Tagged as: Gay relationships, Troubled relationships<< Previous question   Next question >>
Question - (7 September 2011) 3 Answers - (Newest, 7 September 2011)
A female United States age 36-40, anonymous writes:

i posted on here last week and am looking for some new follow up answers.

the girl i've been dating for the past two months had her grandfather get sick and put in the hospital. they were incredibly close, and she immediately shut me out and told me she no longer had time for the relationship and just could focus on him and only him. that we were over and done and could just be friends but that was it for the time being because she had no emotional energy left over for a relationship.
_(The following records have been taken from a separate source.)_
//! One-to-one chat: peer list, the selected conversation, and optimistic
//! sending with a resync whenever the server's reply cannot be matched.

use std::sync::{Arc, Mutex, MutexGuard, PoisonError};

use chrono::Utc;
use tracing::{debug, info, warn};

use crate::error::{ClientError, Result};
use crate::models::{ChatMessage, ChatPeer, MessageHistory, MessageId, SendMessageResponse, UserId};
use crate::session::{Session, SessionHandle};

const UNKNOWN_SENDER: &str = "Unknown";

/// Backend operations the chat needs. Implemented by [`crate::api::ApiClient`].
#[allow(async_fn_in_trait)]
pub trait ChatApi {
    async fn peers(&self) -> Result<Vec<ChatPeer>>;
    async fn history(&self, peer: UserId) -> Result<MessageHistory>;
    async fn send(&self, peer: UserId, text: &str) -> Result<SendMessageResponse>;
}

#[derive(Debug, Clone, PartialEq)]
pub enum SendOutcome {
    /// The server returned the stored message; it replaced the placeholder.
    Confirmed(ChatMessage),
    /// The reply could not be matched; the history was reloaded instead.
    Resynced,
}

#[derive(Debug, Clone, Default, PartialEq)]
pub struct ChatState {
    pub peers: Vec<ChatPeer>,
    pub selected: Option<UserId>,
    /// Conversation with `selected`, oldest first. May hold `temp-` entries.
    pub messages: Vec<ChatMessage>,
}

impl ChatState {
    pub fn selected_peer(&self) -> Option<&ChatPeer> {
        let id = self.selected?;
        self.peers.iter().find(|p| p.id == id)
    }

    fn has_peer(&self, id: UserId) -> bool {
        self.peers.iter().any(|p| p.id == id)
    }

    /// Fill in `sender_username` where the server left it out.
    fn resolve_sender(&self, msg: &mut ChatMessage, me: Option<&Session>) {
        if msg.sender_username.is_some() {
            return;
        }
        let name = match (msg.sender_id, me) {
            (Some(id), Some(me)) if me.user_id == Some(id) => me.username.clone(),
            (Some(id), _) => self.peers.iter().find(|p| p.id == id).map(|p| p.username.clone()),
            (None, _) => None,
        };
        msg.sender_username = Some(name.unwrap_or_else(|| UNKNOWN_SENDER.to_string()));
    }
}

pub struct ChatController<A> {
    api: Arc<A>,
    session: SessionHandle,
    state: Mutex<ChatState>,
}

impl<A: ChatApi> ChatController<A> {
    pub fn new(api: Arc<A>, session: SessionHandle) -> Self {
        Self {
            api,
            session,
            state: Mutex::new(ChatState::default()),
        }
    }

    fn lock(&self) -> MutexGuard<'_, ChatState> {
        self.state.lock().unwrap_or_else(PoisonError::into_inner)
    }

    pub fn snapshot(&self) -> ChatState {
        self.lock().clone()
    }

    pub fn messages(&self) -> Vec<ChatMessage> {
        self.lock().messages.clone()
    }

    pub fn selected(&self) -> Option<UserId> {
        self.lock().selected
    }

    /// Fetch the people the user can chat with and settle the selection.
    ///
    /// A selected peer that is no longer listed is dropped. With nothing
    /// selected the first peer is picked and its history loaded.
    pub async fn load_peers(&self) -> Result<Vec<ChatPeer>> {
        let me = self.session.require("chat")?;
        let mut peers = self.api.peers().await?;
        peers.retain(|p| Some(p.id) != me.user_id);

        let auto_select = {
            let mut state = self.lock();
            state.peers = peers.clone();
            if state.selected.is_some_and(|id| !state.has_peer(id)) {
                debug!(peer = ?state.selected, "selected peer no longer listed");
                state.selected = None;
                state.messages.clear();
            }
            match (state.selected, state.peers.first().map(|p| p.id)) {
                (None, Some(first)) => {
                    state.selected = Some(first);
                    Some(first)
                }
                _ => None,
            }
        };
        debug!(count = peers.len(), "chat peers loaded");

        if let Some(peer) = auto_select {
            self.refresh_history(peer).await?;
        }
        Ok(peers)
    }

    /// Switch the conversation to `peer` and load its history.
    pub async fn select_peer(&self, peer: UserId) -> Result<Vec<ChatMessage>> {
        self.session.require("chat")?;
        {
            let mut state = self.lock();
            if !state.has_peer(peer) {
                return Err(ClientError::UnknownPeer(peer));
            }
            state.selected = Some(peer);
            state.messages.clear();
        }
        self.refresh_history(peer).await
    }

    /// Reload the history of `peer`. The result is applied only if `peer` is
    /// still the selected conversation when it arrives.
    pub async fn refresh_history(&self, peer: UserId) -> Result<Vec<ChatMessage>> {
        let history = self.api.history(peer).await?;
        let me = self.session.current();

        let mut state = self.lock();
        let mut messages = history.messages;
        for msg in &mut messages {
            state.resolve_sender(msg, me.as_ref());
        }
        if state.selected == Some(peer) {
            state.messages = messages.clone();
        } else {
            debug!(peer, selected = ?state.selected, "discarding history for unselected peer");
        }
        Ok(messages)
    }

    /// Send `text` to the selected peer.
    ///
    /// A placeholder with a `temp-` id is shown at once. A well-formed reply
    /// replaces it in place; a failed request or an unrecognisable reply
    /// removes it and reloads the conversation.
    pub async fn send(&self, text: &str) -> Result<SendOutcome> {
        let me = self.session.require("send messages")?;
        let text = text.trim();
        if text.is_empty() {
            return Err(ClientError::Validation("message text is required".into()));
        }

        let (peer, temp_id) = {
            let mut state = self.lock();
            let peer = state.selected.ok_or(ClientError::NoPeerSelected)?;
            let temp = ChatMessage {
                id: MessageId::new_temp(),
                sender_id: me.user_id,
                receiver_id: Some(peer),
                sender_username: me.username.clone(),
                text: text.to_string(),
                timestamp: Utc::now().to_rfc3339(),
            };
            let id = temp.id.clone();
            state.messages.push(temp);
            (peer, id)
        };
        debug!(peer, temp = %temp_id, "message queued");

        let reply = self.api.send(peer, text).await;
        let confirmed = match &reply {
            Ok(resp) => resp.confirmed(),
            Err(_) => None,
        };

        if let Some(mut msg) = confirmed {
            if msg.sender_username.is_none() {
                msg.sender_username = me.username.clone();
            }
            let mut state = self.lock();
            if let Some(slot) = state.messages.iter_mut().find(|m| m.id == temp_id) {
                *slot = msg.clone();
            } else if state.selected == Some(peer) && !state.messages.iter().any(|m| m.id == msg.id) {
                // A history reload dropped the placeholder before the reply came back.
                debug!(temp = %temp_id, id = %msg.id, "placeholder gone, appending confirmed message");
                state.messages.push(msg.clone());
            }
            info!(peer, id = %msg.id, "message sent");
            return Ok(SendOutcome::Confirmed(msg));
        }

        self.lock().messages.retain(|m| m.id != temp_id);
        match reply {
            Err(e) => {
                warn!(peer, error = %e, "send failed, resyncing conversation");
                if let Err(resync) = self.refresh_history(peer).await {
                    warn!(peer, error = %resync, "resync after failed send also failed");
                }
                Err(e)
            }
            Ok(_) => {
                warn!(peer, "send reply had no message, resyncing conversation");
                self.refresh_history(peer).await?;
                Ok(SendOutcome::Resynced)
            }
        }
    }
}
this was really hard for me because i just wanted to be there for her, and i'd never been with someone who handled things like that before. i've never been with someone who shuts me out completely like that. i tried to be her rock and be anything she needed, but she legitimately just wanted me to leave her alone, which hurt extremely bad because i really care a lot about her. i expressed that it hurt me because i wanted to help, and she told me i was being selfish and making her worry about us at a time she didn't want to have to worry about anything else but her grandpa. so i apologized and told her i'd just be there whenever she needed. i left her alone completely after that.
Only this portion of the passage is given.